Exercise ▸ Go through the data line by line from the top, retyping each exactly, and end with the line that contains "their resolution handles".

Entries shown ▸
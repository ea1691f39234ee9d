//! # Call-Correlation Engine
//!
//! Turns the one-way, fire-and-forget message channel between a script
//! runtime and its host application into a request/response abstraction.
//!
//! ## Overview
//!
//! The engine consists of:
//! - **Callback ids**: strings unique within one engine instance, built from
//!   a monotonic counter plus a time component
//! - **Pending-call table**: the engine's only shared mutable state, mapping
//!   callback ids to their resolution handles
//! - **Call engine**: the dual promise/callback call entry point and the
//!   platform-specific send path
//! - **Inbound paths**: response resolution (with transform and best-effort
//!   reparse stages) and host-initiated call dispatch
//!
//! ## Data Flow
//!
//! ```text
//! script code ──> Bridge::call(method, params)
//!                   │ allocate callback id, register pending call
//!                   ▼
//!            platform resolver ──> transport ──> host
//!                                                  │
//! pending table <── Bridge::on_native_callback <───┘
//!       │ remove entry, transform, reparse
//!       ▼
//! resolve / reject the original call
//! ```
//!
//! The reverse direction (`host -> script`) flows through
//! [`Bridge::on_call_from_native`] into the registered
//! [`InboundCallHandler`].
//!
//! ## Usage
//!
//! ```ignore
//! use std::sync::Arc;
//! use tbridge_engine::{Bridge, CallOptions, HeadlessEnvironment};
//!
//! # async fn example() -> tbridge_engine::Result<()> {
//! let bridge = Bridge::new(Arc::new(HeadlessEnvironment));
//! let user = bridge.call("getUser", None).await?;
//! # Ok(())
//! # }
//! ```

mod bridge;
mod id;
mod inbound;
mod pending;
pub mod resolver;

pub use bridge::{placeholder_response, Bridge, CallOptions, DEFAULT_CALL_TIMEOUT};

// Re-export the interface crate's commonly used types.
pub use tbridge_traits::{
    BridgeError, HeadlessEnvironment, HostEnvironment, InboundCallHandler, InboundMessage,
    MessageHandlerSurface, NativeCallSurface, OutboundMessage, Params, Platform,
    ResponseTransformer, Result,
};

Response ▸
repository ea1691f39234ee9d
//! # Call-Correlation Engine
//!
//! Turns the one-way, fire-and-forget message channel between a script
//! runtime and its host application into a request/response abstraction.
//!
//! ## Overview
//!
//! The engine consists of:
//! - **Callback ids**: strings unique within one engine instance, built from
//!   a monotonic counter plus a time component
//! - **Pending-call table**: the engine's only shared mutable state, mapping
//!   callback ids to their resolution handles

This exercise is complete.